TABLE-US-00002 TABLE 2 Ratio of Tween 20/cryoprotectant Mannitol Trehalose Saccharose Lactose Ratio of 1:0.5 1:0.5 1:0.5 1:0.5 structured Tween 1:1 1:1 1:1 1:1 20/cryoprotectant 1:2 1:2 1:2 1:2
 The lyophiliser used is an Edwards model operating at a pressure of 2 atm and at a temperature of -55° C. The samples thus obtained were resuspended in a volume of distilled water equal to the volume of suspension initially used and subjected to fluorimetric analyses: in particular the fluorescences of the various freeze-dried resuspensions thus obtained were compared with the fluorescences of the vesicles containing calcein not subjected to freeze-drying integer and destroyed with isopropanol.
Preparation of Freeze-Dried Samples Containing BDP
 The method of freeze-drying with cryoprotectant implemented by the experiments on vesicles containing calcein described above was used to freeze-dry vesicular suspensions containing BDP. The samples thus obtained were resuspended in a volume of water for HPLC equal to the volume of suspension used; HPLC analyses were carried out on these samples.
Electron Microscopy After Freeze-Fracture
 The freeze-fracture microscopy technique is an electron microscopy technique which is frequently used to study the internal organisation of membranes; it consists in rapidly freezing the `fresh` biological sample and fracturing it using a cold blade; the plane of fracture is used as a basis for obtaining a complementary replica by deposition under vacuum of platinum-carbon; the final step consists in removing all biological material from the replica.
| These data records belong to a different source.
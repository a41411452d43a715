use serde::{Deserialize, Serialize};
use std::fmt;
use std::str::FromStr;

/// Kind of artifact a cluster depends on.
#[derive(Debug, Clone, Copy, PartialEq, Eq, Hash, PartialOrd, Ord, Serialize, Deserialize)]
pub enum AssetType {
    /// A file fetched by URL.
    Binary,
    /// An image pulled from a registry.
    Container,
    /// An image distributed as a downloadable archive.
    ContainerBinary,
}

impl fmt::Display for AssetType {
    fn fmt(&self, f: &mut fmt::Formatter<'_>) -> fmt::Result {
        match self {
            Self::Binary => write!(f, "Binary"),
            Self::Container => write!(f, "Container"),
            Self::ContainerBinary => write!(f, "ContainerBinary"),
        }
    }
}

impl FromStr for AssetType {
    type Err = String;

    fn from_str(s: &str) -> Result<Self, Self::Err> {
        match s {
            "Binary" => Ok(Self::Binary),
            "Container" => Ok(Self::Container),
            "ContainerBinary" => Ok(Self::ContainerBinary),
            _ => Err(format!("Unknown asset type: {s}")),
        }
    }
}

/// One artifact to stage: a URL for binaries and archives, an image
/// reference for containers.
#[derive(Debug, Clone, PartialEq, Eq, Hash, Serialize, Deserialize)]
pub struct InventoryAsset {
    #[serde(rename = "type")]
    pub asset_type: AssetType,
    pub data: String,
}

impl InventoryAsset {
    pub fn new(asset_type: AssetType, data: impl Into<String>) -> Self {
        Self {
            asset_type,
            data: data.into(),
        }
    }

    pub fn binary(url: impl Into<String>) -> Self {
        Self::new(AssetType::Binary, url)
    }

    pub fn container(image: impl Into<String>) -> Self {
        Self::new(AssetType::Container, image)
    }

    pub fn container_binary(url: impl Into<String>) -> Self {
        Self::new(AssetType::ContainerBinary, url)
    }
}

impl fmt::Display for InventoryAsset {
    fn fmt(&self, f: &mut fmt::Formatter<'_>) -> fmt::Result {
        write!(f, "Type:{} Data:{}", self.asset_type, self.data)
    }
}
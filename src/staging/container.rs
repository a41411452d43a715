//! Registry-to-registry image copies.

use super::error::{RuntimeError, TransferError};
use super::runtime::ContainerRuntime;
use super::{AssetTransferer, InventoryAsset};
use async_trait::async_trait;
use std::sync::Arc;
use tracing::{info, warn};

/// Destination tag for `image` inside `repository`.
///
/// The tag is whatever follows the last `:`, the base name whatever follows
/// the last `/` before it: `gcr.io/foo/bar:v1.2.3` into `quay.io/dst` is
/// `quay.io/dst/bar:v1.2.3`.
pub fn retag_image(image: &str, repository: &str) -> Result<String, TransferError> {
    let invalid = |reason: &str| TransferError::InvalidImageReference {
        reference: image.to_string(),
        reason: reason.to_string(),
    };

    let (name, version) = image.rsplit_once(':').ok_or_else(|| invalid("no tag"))?;
    if version.is_empty() || version.contains('/') {
        return Err(invalid("no tag"));
    }
    let base = name.rsplit('/').next().unwrap_or(name);
    if base.is_empty() {
        return Err(invalid("empty image name"));
    }

    Ok(format!(
        "{}/{}:{}",
        repository.trim_end_matches('/'),
        base,
        version
    ))
}

/// Tag `source` as `destination` and push it.
pub(crate) async fn push_as(
    runtime: &dyn ContainerRuntime,
    source: &str,
    destination: &str,
) -> Result<(), TransferError> {
    runtime.tag(source, destination).await?;
    runtime.push(destination).await?;
    info!(source = %source, destination = %destination, "Pushed image");
    Ok(())
}

/// Remove every local image, attempting all of them; returns the first error.
pub(crate) async fn remove_local(
    runtime: &dyn ContainerRuntime,
    images: &[&str],
) -> Result<(), RuntimeError> {
    let mut first_error = None;
    for image in images {
        if let Err(err) = runtime.remove(image).await {
            warn!(image = %image, error = %err, "Failed to remove local image");
            first_error.get_or_insert(err);
        }
    }
    first_error.map_or(Ok(()), Err)
}

/// The primary result wins; a cleanup failure only surfaces after success.
pub(crate) fn settle(
    primary: Result<(), TransferError>,
    cleanup: Result<(), RuntimeError>,
) -> Result<(), TransferError> {
    match (primary, cleanup) {
        (Err(err), _) => Err(err),
        (Ok(()), Err(cleanup)) => Err(cleanup.into()),
        (Ok(()), Ok(())) => Ok(()),
    }
}

/// Pulls an image, pushes it into the staging repository and removes both
/// local copies.
pub struct ContainerAssetTransferer {
    repository: String,
    runtime: Arc<dyn ContainerRuntime>,
}

impl ContainerAssetTransferer {
    pub fn new(repository: impl Into<String>, runtime: Arc<dyn ContainerRuntime>) -> Self {
        Self {
            repository: repository.into(),
            runtime,
        }
    }
}

#[async_trait]
impl AssetTransferer for ContainerAssetTransferer {
    async fn transfer(&self, asset: &InventoryAsset) -> Result<(), TransferError> {
        let source = asset.data.as_str();
        let destination = retag_image(source, &self.repository)?;

        self.runtime.pull(source).await?;
        let pushed = push_as(self.runtime.as_ref(), source, &destination).await;
        let cleanup = remove_local(self.runtime.as_ref(), &[source, destination.as_str()]).await;
        settle(pushed, cleanup)
    }
}
//! Declarative configuration output.
//!
//! Resources accumulate into a single JSON document of the form
//! `{"resource": {"<type>": {"<name>": {...}}}}`. A reference to a rendered
//! resource becomes an interpolation string (`${type.name.attribute}`); a
//! reference to a resource that was only bound resolves to its observed value.

use crate::constants::render::CONFIG_FILE_NAME;
use crate::error::{ConvergeError, ConvergeResult};
use crate::task::{LazyLink, TaskId, TaskOutputs};
use parking_lot::Mutex;
use serde::Serialize;
use serde_json::{json, Map, Value};
use std::collections::{BTreeMap, HashMap};
use std::path::{Path, PathBuf};
use tracing::info;

#[derive(Debug, Default)]
struct ConfigDocument {
    resources: BTreeMap<String, BTreeMap<String, Value>>,
    rendered: HashMap<TaskId, (String, String)>,
    bound: HashMap<TaskId, TaskOutputs>,
}

#[derive(Debug)]
pub struct ConfigTarget {
    output_dir: PathBuf,
    document: Mutex<ConfigDocument>,
}

impl ConfigTarget {
    pub fn new(output_dir: impl Into<PathBuf>) -> Self {
        Self {
            output_dir: output_dir.into(),
            document: Mutex::new(ConfigDocument::default()),
        }
    }

    pub fn output_dir(&self) -> &Path {
        &self.output_dir
    }

    /// Add `task`'s resource block. Each (type, name) pair may be emitted once.
    pub fn render_resource<B: Serialize>(
        &self,
        task: &TaskId,
        resource_type: &str,
        resource_name: &str,
        body: &B,
    ) -> ConvergeResult<()> {
        let body = serde_json::to_value(body)?;
        let mut document = self.document.lock();

        let blocks = document
            .resources
            .entry(resource_type.to_string())
            .or_default();
        if blocks.contains_key(resource_name) {
            return Err(ConvergeError::Render(format!(
                "{resource_type}.{resource_name} rendered twice (by {task})"
            )));
        }
        blocks.insert(resource_name.to_string(), body);
        document.rendered.insert(
            task.clone(),
            (resource_type.to_string(), resource_name.to_string()),
        );
        Ok(())
    }

    pub(crate) fn bind(&self, task: &TaskId, outputs: &TaskOutputs) {
        self.document.lock().bound.insert(task.clone(), outputs.clone());
    }

    /// The value to write wherever `link` is consumed.
    pub fn reference(&self, link: &LazyLink) -> ConvergeResult<String> {
        let document = self.document.lock();

        if let Some((resource_type, resource_name)) = document.rendered.get(link.target()) {
            return Ok(format!(
                "${{{resource_type}.{resource_name}.{}}}",
                link.attribute()
            ));
        }

        document
            .bound
            .get(link.target())
            .and_then(|outputs| outputs.get(link.attribute()))
            .map(str::to_string)
            .ok_or_else(|| ConvergeError::UnresolvedLink {
                task: link.target().clone(),
                attribute: link.attribute().to_string(),
            })
    }

    /// Snapshot of the document as it would be written.
    pub fn document(&self) -> Value {
        let document = self.document.lock();
        let resources: Map<String, Value> = document
            .resources
            .iter()
            .map(|(resource_type, blocks)| {
                let blocks: Map<String, Value> = blocks
                    .iter()
                    .map(|(name, body)| (name.clone(), body.clone()))
                    .collect();
                (resource_type.clone(), Value::Object(blocks))
            })
            .collect();
        json!({ "resource": resources })
    }

    pub(crate) async fn finish(&self) -> ConvergeResult<PathBuf> {
        tokio::fs::create_dir_all(&self.output_dir).await?;
        let path = self.output_dir.join(CONFIG_FILE_NAME);
        let contents = serde_json::to_string_pretty(&self.document())?;
        tokio::fs::write(&path, contents).await?;

        info!(path = %path.display(), "Wrote declarative configuration");
        Ok(path)
    }
}
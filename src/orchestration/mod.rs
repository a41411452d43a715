//! # Orchestration
//!
//! Orders and executes a task set.
//!
//! ## Core Components
//!
//! - **TaskGraph**: dependency graph built from task links; produces the
//!   execution schedule and rejects cycles before anything runs
//! - **ConvergenceEngine**: runs the schedule against the active target in
//!   apply or dry-run mode, stopping at the first failure
//! - **ApplyCluster**: wires configuration, provider clients and model
//!   builders into a run, and stages a dry run's inventory
//! - **types**: run options, per-task outcomes and the run report

pub mod apply;
pub mod engine;
pub mod graph;
pub mod types;

pub use apply::ApplyCluster;
pub use engine::ConvergenceEngine;
pub use graph::{verify_target, ScheduledTask, TaskGraph};
pub use types::{
    PlannedAction, PlannedChange, RunMode, RunOptions, RunReport, TaskOutcome, TaskResult,
    TaskRun,
};
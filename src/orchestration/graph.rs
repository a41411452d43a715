//! # Task Graph
//!
//! Dependency graph over a [`TaskSet`]. Every [`LazyLink`] becomes an edge
//! from the referent to the referrer, so a topological order runs each task
//! after everything it reads from.
//!
//! Ordering uses Kahn's algorithm with ties broken by insertion order, which
//! keeps runs reproducible for the same model. When no order exists the
//! strongly connected components are reported as the cycle.

use crate::error::{ConvergeError, ConvergeResult};
use crate::model::TaskSet;
use crate::target::TargetKind;
use crate::task::{LazyLink, Lifecycle, Phase, Task, TaskId};
use petgraph::algo::tarjan_scc;
use petgraph::graph::{DiGraph, NodeIndex};
use petgraph::visit::EdgeRef;
use petgraph::Direction;
use std::collections::{HashMap, HashSet, VecDeque};
use std::sync::Arc;
use tracing::debug;

/// A task as it will be executed in this run.
#[derive(Debug, Clone)]
pub struct ScheduledTask {
    pub task: Arc<dyn Task>,
    /// Declared lifecycle, or `Shared` for a referent pulled in from outside
    /// the selected phases.
    pub lifecycle: Lifecycle,
}

impl ScheduledTask {
    pub fn id(&self) -> TaskId {
        self.task.id()
    }
}

#[derive(Debug)]
pub struct TaskGraph {
    graph: DiGraph<Arc<dyn Task>, LazyLink>,
    index: HashMap<TaskId, NodeIndex>,
}

impl TaskGraph {
    /// Fails when a link names a task that is not in the set.
    pub fn build(tasks: &TaskSet) -> ConvergeResult<Self> {
        let mut graph = DiGraph::with_capacity(tasks.len(), tasks.len());
        let mut index = HashMap::with_capacity(tasks.len());

        for task in tasks.iter() {
            let node = graph.add_node(Arc::clone(task));
            index.insert(task.id(), node);
        }

        for task in tasks.iter() {
            let referrer = task.id();
            let to = index[&referrer];
            for link in task.links() {
                let from = *index.get(link.target()).ok_or_else(|| ConvergeError::UnknownLink {
                    from: referrer.clone(),
                    to: link.target().clone(),
                })?;
                graph.update_edge(from, to, link);
            }
        }

        debug!(
            tasks = graph.node_count(),
            links = graph.edge_count(),
            "Built task graph"
        );
        Ok(Self { graph, index })
    }

    pub fn len(&self) -> usize {
        self.graph.node_count()
    }

    pub fn is_empty(&self) -> bool {
        self.graph.node_count() == 0
    }

    /// Every task in dependency order.
    pub fn toposort(&self) -> ConvergeResult<Vec<NodeIndex>> {
        let mut in_degree: HashMap<NodeIndex, usize> = self
            .graph
            .node_indices()
            .map(|node| (node, 0))
            .collect();
        for edge in self.graph.edge_references() {
            *in_degree.entry(edge.target()).or_insert(0) += 1;
        }

        // Node indices follow insertion order.
        let mut queue: VecDeque<NodeIndex> = self
            .graph
            .node_indices()
            .filter(|node| in_degree[node] == 0)
            .collect();
        let mut order = Vec::with_capacity(self.graph.node_count());

        while let Some(node) = queue.pop_front() {
            order.push(node);

            let mut dependents: Vec<NodeIndex> = self
                .graph
                .neighbors_directed(node, Direction::Outgoing)
                .collect();
            dependents.sort();
            dependents.dedup();

            for dependent in dependents {
                if let Some(degree) = in_degree.get_mut(&dependent) {
                    *degree = degree.saturating_sub(1);
                    if *degree == 0 {
                        queue.push_back(dependent);
                    }
                }
            }
        }

        if order.len() != self.graph.node_count() {
            return Err(ConvergeError::CycleDetected {
                cycle: self.cycle_members(),
            });
        }
        Ok(order)
    }

    /// Members of every strongly connected component that forms a cycle.
    fn cycle_members(&self) -> Vec<TaskId> {
        let mut members: Vec<TaskId> = tarjan_scc(&self.graph)
            .into_iter()
            .filter(|component| {
                component.len() > 1
                    || self
                        .graph
                        .find_edge(component[0], component[0])
                        .is_some()
            })
            .flatten()
            .map(|node| self.graph[node].id())
            .collect();
        members.sort();
        members
    }

    /// The tasks to execute, in order.
    ///
    /// With no phase filter every task runs with its declared lifecycle.
    /// Otherwise the tasks in `phases` run, preceded by whatever they
    /// transitively link to; those referents are only discovered and bound
    /// (`Shared`) unless they are `Ignore`. The whole graph is ordered first,
    /// so a cycle anywhere is reported even if the filter would skip it.
    pub fn schedule(&self, phases: Option<&HashSet<Phase>>) -> ConvergeResult<Vec<ScheduledTask>> {
        let order = self.toposort()?;

        let Some(phases) = phases else {
            return Ok(order
                .into_iter()
                .map(|node| {
                    let task = Arc::clone(&self.graph[node]);
                    let lifecycle = task.lifecycle();
                    ScheduledTask { task, lifecycle }
                })
                .collect());
        };

        let selected: HashSet<NodeIndex> = self
            .graph
            .node_indices()
            .filter(|&node| phases.contains(&self.graph[node].phase()))
            .collect();
        let referents = self.referents_of(&selected);

        Ok(order
            .into_iter()
            .filter_map(|node| {
                let task = Arc::clone(&self.graph[node]);
                let declared = task.lifecycle();
                if selected.contains(&node) {
                    Some(ScheduledTask {
                        task,
                        lifecycle: declared,
                    })
                } else if referents.contains(&node) {
                    let lifecycle = match declared {
                        Lifecycle::Ignore => Lifecycle::Ignore,
                        _ => Lifecycle::Shared,
                    };
                    Some(ScheduledTask { task, lifecycle })
                } else {
                    None
                }
            })
            .collect())
    }

    /// Tasks reachable backwards along links from `roots`, excluding roots.
    fn referents_of(&self, roots: &HashSet<NodeIndex>) -> HashSet<NodeIndex> {
        let mut seen = HashSet::new();
        let mut stack: Vec<NodeIndex> = roots.iter().copied().collect();
        while let Some(node) = stack.pop() {
            for referent in self.graph.neighbors_directed(node, Direction::Incoming) {
                if !roots.contains(&referent) && seen.insert(referent) {
                    stack.push(referent);
                }
            }
        }
        seen
    }

    pub fn contains(&self, id: &TaskId) -> bool {
        self.index.contains_key(id)
    }
}

/// Tasks that will render must be able to render to `target`.
pub fn verify_target(schedule: &[ScheduledTask], target: TargetKind) -> ConvergeResult<()> {
    match schedule
        .iter()
        .find(|scheduled| scheduled.lifecycle.may_render() && !scheduled.task.supports(target))
    {
        Some(scheduled) => Err(ConvergeError::UnsupportedTarget {
            task: scheduled.id(),
            target,
        }),
        None => Ok(()),
    }
}
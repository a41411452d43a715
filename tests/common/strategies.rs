use proptest::prelude::*;

/// Shape of a generated task graph. Edges run referent -> referrer, always
/// from a lower index to a higher one, so every pattern is acyclic.
#[derive(Debug, Clone)]
pub enum GraphPattern {
    Linear(usize),  // chain of N tasks
    Diamond,        // 0 -> 1,2 -> 3
    FanOut(usize),  // 0 -> N tasks
    FanIn(usize),   // N tasks -> one
    Random { nodes: usize, edges: Vec<(usize, usize)> },
}

impl GraphPattern {
    pub fn node_count(&self) -> usize {
        match self {
            GraphPattern::Linear(n) => *n,
            GraphPattern::Diamond => 4,
            GraphPattern::FanOut(n) | GraphPattern::FanIn(n) => n + 1,
            GraphPattern::Random { nodes, .. } => *nodes,
        }
    }

    pub fn edges(&self) -> Vec<(usize, usize)> {
        match self {
            GraphPattern::Linear(n) => (1..*n).map(|i| (i - 1, i)).collect(),
            GraphPattern::Diamond => vec![(0, 1), (0, 2), (1, 3), (2, 3)],
            GraphPattern::FanOut(n) => (1..=*n).map(|i| (0, i)).collect(),
            GraphPattern::FanIn(n) => (0..*n).map(|i| (i, *n)).collect(),
            GraphPattern::Random { edges, .. } => edges.clone(),
        }
    }

    /// Referents of `node`, deduplicated.
    pub fn referents_of(&self, node: usize) -> Vec<usize> {
        let mut referents: Vec<usize> = self
            .edges()
            .into_iter()
            .filter(|(_, to)| *to == node)
            .map(|(from, _)| from)
            .collect();
        referents.sort_unstable();
        referents.dedup();
        referents
    }
}

pub fn task_name(index: usize) -> String {
    format!("task-{index}")
}

/// Up to `max_nodes` tasks with forward-only edges between them.
pub fn random_dag_strategy(max_nodes: usize) -> impl Strategy<Value = GraphPattern> {
    (2..=max_nodes).prop_flat_map(|nodes| {
        let edge = (0..nodes, 0..nodes)
            .prop_filter("no self-links", |(a, b)| a != b)
            .prop_map(|(a, b)| if a < b { (a, b) } else { (b, a) });
        prop::collection::vec(edge, 0..nodes * 2)
            .prop_map(move |edges| GraphPattern::Random { nodes, edges })
    })
}

pub fn graph_pattern_strategy() -> impl Strategy<Value = GraphPattern> {
    prop_oneof![
        (2usize..=8).prop_map(GraphPattern::Linear),
        Just(GraphPattern::Diamond),
        (2usize..=6).prop_map(GraphPattern::FanOut),
        (2usize..=6).prop_map(GraphPattern::FanIn),
        random_dag_strategy(10),
    ]
}

/// A permutation of `0..n`, used as task insertion order.
pub fn insertion_order_strategy(n: usize) -> impl Strategy<Value = Vec<usize>> {
    Just((0..n).collect::<Vec<_>>()).prop_shuffle()
}
//! Binary artifacts copied between stores.

use super::error::TransferError;
use super::store::ArtifactStore;
use super::{AssetTransferer, InventoryAsset};
use crate::cloud::utils::last_component;
use async_trait::async_trait;
use std::sync::Arc;
use tracing::info;

/// Copies a binary into `{destination}/{file name}`.
pub struct FileAssetTransferer {
    destination: String,
    store: Arc<dyn ArtifactStore>,
}

impl FileAssetTransferer {
    pub fn new(destination: impl Into<String>, store: Arc<dyn ArtifactStore>) -> Self {
        Self {
            destination: destination.into(),
            store,
        }
    }

    pub fn destination_for(&self, source: &str) -> String {
        format!(
            "{}/{}",
            self.destination.trim_end_matches('/'),
            last_component(source)
        )
    }
}

#[async_trait]
impl AssetTransferer for FileAssetTransferer {
    async fn transfer(&self, asset: &InventoryAsset) -> Result<(), TransferError> {
        let destination = self.destination_for(&asset.data);
        let contents = self.store.read(&asset.data).await?;
        self.store.write(&destination, &contents).await?;

        info!(
            source = %asset.data,
            destination = %destination,
            bytes = contents.len(),
            "Copied file asset"
        );
        Ok(())
    }
}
At this point the replica can be analysed by electron microscopy. Generally, the sample is also pre-treated with glycerol so as to ensure cryoprotection.
 This technique was used for characterisation of the vesicles containing BDP subjected to freeze-drying: the samples resuspended in distilled water were impregnated in 30% glycerol and then rapidly frozen in partially solidified Freon 22 then fractured in a freeze-fracture device (-105° C., 10-6 mmHg) and replicated by platinum-carbon deposition. The replicas were washed with distilled water and analysed using a Philips CM 10 electron microscope.
Scanning Electron Microscopy (SEM)
 SEM operates based on a bundle of electrons which is generated by an electron gun (cathode) arranged at the top of the column and is attracted toward the anode, condensed by collimating lenses and focussed on the sample through an objective lenses. The electron bundle hits the sample, producing inter alia secondary and retrodiffused electrons. These electrons are collected by a detector for secondary electrons and a detector for retrodiffuse electrons, are converted into electrical signals and amplified. These are converted into pixels and elaborated by a computer system.
 SEM has a great depth of field which allows a vast part of the sample to be focused simultaneously. This can form an image which is a good three-dimensional representation of the surface of the sample since the apparatus has a resolution power of 3.5 nm and a maximum enlargement of 300,000 times.
 Preparation of the sample is relatively simple since the apparatus used (LEO1450 VP) makes it possible to observe both conductive samples and insulating materials without any preparation.
 In order to observe the surface morphology it is sufficient to fix, reversibly, the freeze-dried samples to a suitable metal support. Non-conductive materials are `metallised`, that is to say covered by a thin layer of gold or carbon, using a sputter/vaporiser available from the laboratory. The vesicles containing BDP (BDPA and BDPE) and freeze-dried with the various cryoprotectants were thus analysed by this method.
 The best formulation for carrying BDP is BDPA since it allows greater entrapment efficiency of the drug (77% of the initial BDP), whilst BDPE is the formulation in which BDP is present in concentrations equal to the formulation on the market which the authors took as a reference.
 The experiments relating to size indicate that with an increase in the drug used in the formulation there is also an increase in the size of the vesicles (Table 3). This can be correlated to a distribution of the drug among the bilayer and the aqueous compartment of the vesicle. The presence of BDP in the formulation can influence the values of zeta potential which becomes ever closer to the value assumed by a suspension of BDP in a Hepes buffer. This effect may be caused by the steroid chemical structure of the drug which, in some ways, is similar to that of cholesterol and therefore enables its insertion within the bilayer.
TABLE-US-00003 TABLE 3 Sizes and zeta potential of the analysed samples, Zeta potential Sample Size (nm) (mV) BDPA 205 ± 25 -20 ± 0.3 BDPE 186 ± 24 -25 ± 0.1 Solution of 0.5% BDP p/v -30 ± 0.2
 Since it was desired to assess the stability of the formulation of the invention over time, the authors measured size and zeta potential over a period of two and a half months, with storage of the vesicular suspensions at a temperature of 4° C. and 25° C.
 It can be seen from FIGS. 1 and 2 that, in the case of the BDPE sample, there is no variation in zeta potential within the analysed period of time, either at a temperature of 25° C. or of 4° C. (FIG. 2), whilst a slight insignificant increase in size is observed at both temperatures (FIG. 1).
 In the BDPA sample, in the case of storage at 4° C., there is an increase in size unexepectedly correlated with an increase in zeta potential. It is possible that the drug, present in an increased amount, migrates on the external surface of the vesicle, thus destabilising the bilayer and promoting the phenomena of fusion and coalescence between vesicles. At a temperature of 25° C. the stability of the product is very low; there is even a reduction in vesicular size and a reduction in zeta potential.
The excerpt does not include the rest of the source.